** Exercise goal **
Below are some entries. Copy each line that holds the string "derive".

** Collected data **
-- Opening Marker --
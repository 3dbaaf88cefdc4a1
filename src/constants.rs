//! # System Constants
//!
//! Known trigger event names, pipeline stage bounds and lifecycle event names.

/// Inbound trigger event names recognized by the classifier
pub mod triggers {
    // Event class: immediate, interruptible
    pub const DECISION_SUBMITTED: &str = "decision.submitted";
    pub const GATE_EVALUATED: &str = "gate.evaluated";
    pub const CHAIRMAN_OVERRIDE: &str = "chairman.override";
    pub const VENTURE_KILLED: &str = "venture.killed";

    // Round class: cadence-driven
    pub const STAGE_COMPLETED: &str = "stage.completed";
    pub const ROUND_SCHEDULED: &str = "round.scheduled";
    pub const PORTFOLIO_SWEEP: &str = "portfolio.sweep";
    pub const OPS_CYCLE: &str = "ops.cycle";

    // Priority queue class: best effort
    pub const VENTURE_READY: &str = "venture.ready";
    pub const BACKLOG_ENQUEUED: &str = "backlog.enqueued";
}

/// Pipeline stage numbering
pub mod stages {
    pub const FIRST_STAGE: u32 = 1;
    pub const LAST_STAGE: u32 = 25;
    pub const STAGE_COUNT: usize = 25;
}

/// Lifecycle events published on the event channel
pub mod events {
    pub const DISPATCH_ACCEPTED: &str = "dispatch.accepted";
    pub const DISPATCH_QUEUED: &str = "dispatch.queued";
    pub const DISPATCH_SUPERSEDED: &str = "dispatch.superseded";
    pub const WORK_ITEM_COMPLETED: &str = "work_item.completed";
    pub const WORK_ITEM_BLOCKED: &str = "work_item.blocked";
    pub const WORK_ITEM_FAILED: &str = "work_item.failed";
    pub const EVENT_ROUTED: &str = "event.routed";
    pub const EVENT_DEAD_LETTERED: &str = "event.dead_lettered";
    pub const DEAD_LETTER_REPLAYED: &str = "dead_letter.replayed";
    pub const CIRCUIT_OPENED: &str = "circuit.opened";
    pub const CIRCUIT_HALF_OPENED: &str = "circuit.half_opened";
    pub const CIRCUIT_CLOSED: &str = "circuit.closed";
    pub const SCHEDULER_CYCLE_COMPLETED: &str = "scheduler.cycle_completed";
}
-- Closing Marker --
-- Opening Marker --
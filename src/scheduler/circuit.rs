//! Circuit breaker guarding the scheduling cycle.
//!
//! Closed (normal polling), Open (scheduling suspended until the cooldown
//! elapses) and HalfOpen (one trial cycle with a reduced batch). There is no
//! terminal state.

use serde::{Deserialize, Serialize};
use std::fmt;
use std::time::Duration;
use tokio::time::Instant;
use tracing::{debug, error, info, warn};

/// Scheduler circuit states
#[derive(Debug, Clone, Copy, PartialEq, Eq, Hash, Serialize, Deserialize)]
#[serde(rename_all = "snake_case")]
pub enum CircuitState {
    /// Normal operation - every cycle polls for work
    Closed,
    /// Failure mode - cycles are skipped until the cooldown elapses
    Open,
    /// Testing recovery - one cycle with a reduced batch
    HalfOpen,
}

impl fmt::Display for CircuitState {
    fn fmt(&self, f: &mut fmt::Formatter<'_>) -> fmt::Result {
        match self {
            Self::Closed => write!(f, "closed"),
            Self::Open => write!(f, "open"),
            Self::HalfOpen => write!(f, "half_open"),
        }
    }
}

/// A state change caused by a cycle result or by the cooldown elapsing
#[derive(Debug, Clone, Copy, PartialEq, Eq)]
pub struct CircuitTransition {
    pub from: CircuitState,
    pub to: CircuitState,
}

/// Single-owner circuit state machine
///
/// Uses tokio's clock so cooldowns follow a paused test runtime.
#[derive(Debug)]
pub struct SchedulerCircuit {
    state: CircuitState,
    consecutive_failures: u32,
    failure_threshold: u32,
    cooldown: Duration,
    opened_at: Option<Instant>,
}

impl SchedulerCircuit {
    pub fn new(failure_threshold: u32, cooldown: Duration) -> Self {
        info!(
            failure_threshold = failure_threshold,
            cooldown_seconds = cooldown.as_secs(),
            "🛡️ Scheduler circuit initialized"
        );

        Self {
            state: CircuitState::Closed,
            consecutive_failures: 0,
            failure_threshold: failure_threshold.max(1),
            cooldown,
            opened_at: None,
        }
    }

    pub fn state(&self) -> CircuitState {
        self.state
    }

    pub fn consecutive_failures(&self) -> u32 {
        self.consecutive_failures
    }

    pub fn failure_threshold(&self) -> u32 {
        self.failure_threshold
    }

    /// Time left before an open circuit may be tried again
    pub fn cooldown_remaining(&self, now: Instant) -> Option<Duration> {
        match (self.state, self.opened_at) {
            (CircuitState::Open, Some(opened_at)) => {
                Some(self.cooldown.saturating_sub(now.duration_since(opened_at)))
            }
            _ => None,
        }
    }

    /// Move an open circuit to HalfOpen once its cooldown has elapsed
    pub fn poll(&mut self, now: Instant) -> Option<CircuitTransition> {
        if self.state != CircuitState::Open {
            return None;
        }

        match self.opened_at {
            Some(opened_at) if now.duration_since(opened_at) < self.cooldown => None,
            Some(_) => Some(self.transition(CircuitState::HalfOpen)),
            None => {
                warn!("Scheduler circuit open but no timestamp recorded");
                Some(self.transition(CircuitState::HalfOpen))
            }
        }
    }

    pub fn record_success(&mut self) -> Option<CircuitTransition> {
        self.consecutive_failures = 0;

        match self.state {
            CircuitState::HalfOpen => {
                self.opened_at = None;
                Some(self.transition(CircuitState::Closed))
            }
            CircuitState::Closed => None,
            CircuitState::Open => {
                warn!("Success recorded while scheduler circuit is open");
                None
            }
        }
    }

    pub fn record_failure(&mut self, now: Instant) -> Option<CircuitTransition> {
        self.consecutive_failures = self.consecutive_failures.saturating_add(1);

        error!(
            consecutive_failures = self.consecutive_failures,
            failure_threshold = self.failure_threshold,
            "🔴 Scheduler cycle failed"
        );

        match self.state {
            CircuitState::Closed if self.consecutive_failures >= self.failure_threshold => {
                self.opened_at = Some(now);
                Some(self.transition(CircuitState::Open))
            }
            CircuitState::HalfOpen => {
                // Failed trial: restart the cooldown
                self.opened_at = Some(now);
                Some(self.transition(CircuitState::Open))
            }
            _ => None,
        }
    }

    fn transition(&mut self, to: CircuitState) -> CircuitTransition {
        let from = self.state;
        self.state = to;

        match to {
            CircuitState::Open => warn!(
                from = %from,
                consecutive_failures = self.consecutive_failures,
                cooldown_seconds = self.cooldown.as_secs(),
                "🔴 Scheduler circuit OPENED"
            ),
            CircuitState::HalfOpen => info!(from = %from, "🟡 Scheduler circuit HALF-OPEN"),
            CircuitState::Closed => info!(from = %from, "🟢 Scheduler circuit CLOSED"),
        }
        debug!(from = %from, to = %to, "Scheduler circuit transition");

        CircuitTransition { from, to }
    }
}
-- Closing Marker --
-- Opening Marker --
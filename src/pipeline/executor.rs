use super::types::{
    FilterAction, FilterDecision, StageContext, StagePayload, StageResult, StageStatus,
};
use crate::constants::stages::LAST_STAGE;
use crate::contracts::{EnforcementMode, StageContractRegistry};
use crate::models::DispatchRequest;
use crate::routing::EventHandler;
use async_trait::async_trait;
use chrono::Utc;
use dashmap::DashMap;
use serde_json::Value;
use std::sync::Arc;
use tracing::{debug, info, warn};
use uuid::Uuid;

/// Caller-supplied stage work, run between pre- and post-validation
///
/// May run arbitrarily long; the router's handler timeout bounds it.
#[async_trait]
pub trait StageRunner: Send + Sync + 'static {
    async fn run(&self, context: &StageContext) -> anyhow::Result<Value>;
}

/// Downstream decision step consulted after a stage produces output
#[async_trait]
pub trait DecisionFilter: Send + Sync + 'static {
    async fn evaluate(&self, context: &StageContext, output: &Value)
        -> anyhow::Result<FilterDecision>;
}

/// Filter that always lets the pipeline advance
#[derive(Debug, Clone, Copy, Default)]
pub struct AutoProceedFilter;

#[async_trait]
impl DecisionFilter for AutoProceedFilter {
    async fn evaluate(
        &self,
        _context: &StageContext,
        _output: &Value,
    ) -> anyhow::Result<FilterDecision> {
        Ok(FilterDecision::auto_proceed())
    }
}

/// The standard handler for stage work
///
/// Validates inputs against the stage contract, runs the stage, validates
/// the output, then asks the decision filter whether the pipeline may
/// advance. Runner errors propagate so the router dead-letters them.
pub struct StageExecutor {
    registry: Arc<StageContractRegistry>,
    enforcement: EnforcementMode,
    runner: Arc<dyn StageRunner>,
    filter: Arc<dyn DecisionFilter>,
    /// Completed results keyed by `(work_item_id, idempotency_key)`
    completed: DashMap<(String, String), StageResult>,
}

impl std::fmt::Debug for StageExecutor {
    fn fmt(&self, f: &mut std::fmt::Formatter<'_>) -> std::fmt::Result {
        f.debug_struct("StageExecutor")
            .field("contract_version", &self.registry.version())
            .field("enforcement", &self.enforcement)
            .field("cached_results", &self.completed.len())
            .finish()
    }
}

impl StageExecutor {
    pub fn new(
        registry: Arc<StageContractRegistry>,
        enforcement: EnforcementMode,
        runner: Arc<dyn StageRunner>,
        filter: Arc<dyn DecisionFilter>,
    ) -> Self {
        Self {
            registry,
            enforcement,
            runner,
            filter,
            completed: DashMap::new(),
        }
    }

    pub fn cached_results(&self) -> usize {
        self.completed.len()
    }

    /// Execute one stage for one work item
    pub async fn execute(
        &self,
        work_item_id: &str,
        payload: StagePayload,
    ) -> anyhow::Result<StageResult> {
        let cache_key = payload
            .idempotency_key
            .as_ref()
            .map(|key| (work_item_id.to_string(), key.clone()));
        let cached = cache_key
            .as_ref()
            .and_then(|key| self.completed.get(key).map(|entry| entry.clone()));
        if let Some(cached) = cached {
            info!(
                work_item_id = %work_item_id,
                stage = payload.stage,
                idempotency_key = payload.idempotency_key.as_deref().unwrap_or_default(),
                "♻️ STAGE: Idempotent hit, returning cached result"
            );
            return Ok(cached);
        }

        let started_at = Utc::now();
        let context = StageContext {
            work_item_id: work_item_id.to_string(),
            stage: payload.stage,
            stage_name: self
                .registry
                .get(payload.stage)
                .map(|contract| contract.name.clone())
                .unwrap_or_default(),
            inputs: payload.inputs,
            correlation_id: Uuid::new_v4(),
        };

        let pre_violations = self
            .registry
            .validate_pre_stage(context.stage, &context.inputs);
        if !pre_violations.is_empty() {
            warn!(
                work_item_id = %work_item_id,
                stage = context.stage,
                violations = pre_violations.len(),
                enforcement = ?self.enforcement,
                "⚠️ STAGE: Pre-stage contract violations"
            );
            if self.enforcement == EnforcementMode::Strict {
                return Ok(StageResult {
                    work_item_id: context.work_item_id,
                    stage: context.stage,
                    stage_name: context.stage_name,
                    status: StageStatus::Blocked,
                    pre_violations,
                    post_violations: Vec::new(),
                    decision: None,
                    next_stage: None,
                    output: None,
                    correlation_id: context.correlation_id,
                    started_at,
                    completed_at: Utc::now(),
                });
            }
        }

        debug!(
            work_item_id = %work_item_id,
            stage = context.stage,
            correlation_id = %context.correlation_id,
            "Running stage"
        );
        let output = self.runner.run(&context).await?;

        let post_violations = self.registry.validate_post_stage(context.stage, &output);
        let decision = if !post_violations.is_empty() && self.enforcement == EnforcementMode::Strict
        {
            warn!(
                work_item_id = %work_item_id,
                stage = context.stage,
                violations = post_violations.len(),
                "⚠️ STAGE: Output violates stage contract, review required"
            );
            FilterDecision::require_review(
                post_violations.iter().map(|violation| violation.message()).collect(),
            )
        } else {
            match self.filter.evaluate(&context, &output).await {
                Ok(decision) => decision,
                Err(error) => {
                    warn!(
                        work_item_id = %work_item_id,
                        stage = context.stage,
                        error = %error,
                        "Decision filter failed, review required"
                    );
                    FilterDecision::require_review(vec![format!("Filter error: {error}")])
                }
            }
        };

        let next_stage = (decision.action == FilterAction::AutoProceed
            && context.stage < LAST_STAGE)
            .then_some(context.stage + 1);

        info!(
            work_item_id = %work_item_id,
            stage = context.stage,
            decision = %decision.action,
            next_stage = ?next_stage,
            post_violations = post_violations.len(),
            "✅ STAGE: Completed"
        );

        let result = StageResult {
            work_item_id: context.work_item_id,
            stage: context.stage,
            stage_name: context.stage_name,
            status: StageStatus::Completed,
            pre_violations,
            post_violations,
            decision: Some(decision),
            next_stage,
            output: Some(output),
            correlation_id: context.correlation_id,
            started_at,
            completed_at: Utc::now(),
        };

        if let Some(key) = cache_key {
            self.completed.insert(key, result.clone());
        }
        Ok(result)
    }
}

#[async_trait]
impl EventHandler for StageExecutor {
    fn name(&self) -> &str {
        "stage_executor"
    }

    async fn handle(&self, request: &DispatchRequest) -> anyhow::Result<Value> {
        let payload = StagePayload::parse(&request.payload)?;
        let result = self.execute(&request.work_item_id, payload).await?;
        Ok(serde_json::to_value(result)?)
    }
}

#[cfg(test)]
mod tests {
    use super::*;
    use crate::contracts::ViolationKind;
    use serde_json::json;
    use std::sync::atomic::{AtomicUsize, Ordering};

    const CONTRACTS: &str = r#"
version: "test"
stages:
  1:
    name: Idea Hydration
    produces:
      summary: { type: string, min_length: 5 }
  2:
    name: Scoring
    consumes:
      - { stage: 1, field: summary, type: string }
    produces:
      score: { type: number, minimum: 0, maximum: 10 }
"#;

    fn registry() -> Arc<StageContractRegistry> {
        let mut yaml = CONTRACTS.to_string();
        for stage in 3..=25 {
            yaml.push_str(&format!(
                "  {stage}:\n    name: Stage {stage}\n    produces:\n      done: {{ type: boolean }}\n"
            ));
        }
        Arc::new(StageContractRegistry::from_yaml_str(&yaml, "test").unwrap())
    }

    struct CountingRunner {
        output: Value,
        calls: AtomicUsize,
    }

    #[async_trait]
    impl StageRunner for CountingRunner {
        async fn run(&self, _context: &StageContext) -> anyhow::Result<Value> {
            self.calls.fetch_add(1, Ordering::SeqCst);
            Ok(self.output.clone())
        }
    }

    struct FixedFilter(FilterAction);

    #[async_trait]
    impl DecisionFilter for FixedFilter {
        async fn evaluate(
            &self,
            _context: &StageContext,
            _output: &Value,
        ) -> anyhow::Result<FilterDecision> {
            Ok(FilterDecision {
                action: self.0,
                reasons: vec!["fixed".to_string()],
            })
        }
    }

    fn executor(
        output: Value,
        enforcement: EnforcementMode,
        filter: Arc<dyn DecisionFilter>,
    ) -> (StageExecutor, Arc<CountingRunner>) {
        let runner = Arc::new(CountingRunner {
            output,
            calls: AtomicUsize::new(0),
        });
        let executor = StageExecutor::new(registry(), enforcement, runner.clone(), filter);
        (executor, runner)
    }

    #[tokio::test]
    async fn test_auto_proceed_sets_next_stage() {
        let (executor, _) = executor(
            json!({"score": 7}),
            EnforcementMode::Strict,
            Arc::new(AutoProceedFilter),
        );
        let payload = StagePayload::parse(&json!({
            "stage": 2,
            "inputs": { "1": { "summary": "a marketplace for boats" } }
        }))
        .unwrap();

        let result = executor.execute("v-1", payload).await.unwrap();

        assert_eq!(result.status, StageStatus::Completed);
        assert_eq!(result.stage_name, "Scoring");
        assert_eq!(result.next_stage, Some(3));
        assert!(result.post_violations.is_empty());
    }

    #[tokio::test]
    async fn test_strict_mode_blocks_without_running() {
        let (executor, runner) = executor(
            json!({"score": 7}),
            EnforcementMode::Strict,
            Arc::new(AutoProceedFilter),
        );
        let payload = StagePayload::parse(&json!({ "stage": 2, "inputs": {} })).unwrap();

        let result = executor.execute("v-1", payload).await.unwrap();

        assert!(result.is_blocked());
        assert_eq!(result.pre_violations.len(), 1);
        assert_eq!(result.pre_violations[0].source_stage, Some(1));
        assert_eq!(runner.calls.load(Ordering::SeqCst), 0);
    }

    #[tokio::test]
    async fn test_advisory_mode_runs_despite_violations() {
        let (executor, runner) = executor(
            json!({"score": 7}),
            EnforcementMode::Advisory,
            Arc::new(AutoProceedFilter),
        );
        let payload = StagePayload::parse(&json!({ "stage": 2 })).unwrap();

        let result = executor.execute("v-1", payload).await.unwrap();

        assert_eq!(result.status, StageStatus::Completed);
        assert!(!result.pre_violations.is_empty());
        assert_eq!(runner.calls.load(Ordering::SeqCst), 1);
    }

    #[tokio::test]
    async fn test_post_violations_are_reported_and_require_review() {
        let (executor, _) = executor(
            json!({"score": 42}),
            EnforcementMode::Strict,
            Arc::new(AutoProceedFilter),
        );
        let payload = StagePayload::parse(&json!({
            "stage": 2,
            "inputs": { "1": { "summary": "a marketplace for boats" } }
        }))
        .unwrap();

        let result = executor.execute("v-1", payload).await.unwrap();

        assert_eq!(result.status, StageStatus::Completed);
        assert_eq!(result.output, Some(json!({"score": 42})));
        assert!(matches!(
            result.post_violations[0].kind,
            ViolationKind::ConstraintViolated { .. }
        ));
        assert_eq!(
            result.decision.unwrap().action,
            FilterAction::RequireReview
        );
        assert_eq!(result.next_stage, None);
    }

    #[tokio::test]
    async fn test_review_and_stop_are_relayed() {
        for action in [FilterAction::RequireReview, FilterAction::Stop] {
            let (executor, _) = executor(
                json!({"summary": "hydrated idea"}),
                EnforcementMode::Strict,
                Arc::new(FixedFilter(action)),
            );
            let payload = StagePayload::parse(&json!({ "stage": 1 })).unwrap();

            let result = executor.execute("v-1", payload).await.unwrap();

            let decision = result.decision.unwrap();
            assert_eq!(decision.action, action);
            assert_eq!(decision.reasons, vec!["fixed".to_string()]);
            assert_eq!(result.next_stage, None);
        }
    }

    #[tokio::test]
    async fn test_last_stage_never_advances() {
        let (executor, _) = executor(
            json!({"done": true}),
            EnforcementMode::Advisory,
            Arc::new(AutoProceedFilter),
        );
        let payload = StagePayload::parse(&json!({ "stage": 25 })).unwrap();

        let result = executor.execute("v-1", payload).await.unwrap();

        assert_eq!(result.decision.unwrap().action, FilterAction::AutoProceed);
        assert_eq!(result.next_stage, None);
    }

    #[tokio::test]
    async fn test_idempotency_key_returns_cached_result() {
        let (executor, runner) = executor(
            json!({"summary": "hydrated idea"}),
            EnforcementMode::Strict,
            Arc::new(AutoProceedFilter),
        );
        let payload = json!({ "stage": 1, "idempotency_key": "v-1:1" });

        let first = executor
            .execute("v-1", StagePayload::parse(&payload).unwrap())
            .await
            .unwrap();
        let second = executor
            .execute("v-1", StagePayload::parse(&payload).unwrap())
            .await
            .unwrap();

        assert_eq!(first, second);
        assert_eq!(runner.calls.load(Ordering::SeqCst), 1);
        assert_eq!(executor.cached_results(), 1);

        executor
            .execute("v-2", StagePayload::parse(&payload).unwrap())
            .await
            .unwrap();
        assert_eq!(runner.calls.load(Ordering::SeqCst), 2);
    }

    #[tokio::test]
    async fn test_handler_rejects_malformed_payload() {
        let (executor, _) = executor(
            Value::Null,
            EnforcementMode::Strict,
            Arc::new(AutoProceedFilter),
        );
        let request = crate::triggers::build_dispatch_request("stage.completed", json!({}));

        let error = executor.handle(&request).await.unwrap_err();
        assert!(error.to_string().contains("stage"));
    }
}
-- Closing Marker --
** Result of this task **
#[derive(Debug, Clone, Copy, PartialEq, Eq, Hash, Serialize, Deserialize)]
#[derive(Debug, Clone, Copy, PartialEq, Eq)]
#[derive(Debug)]
#[derive(Debug, Clone, Copy, Default)]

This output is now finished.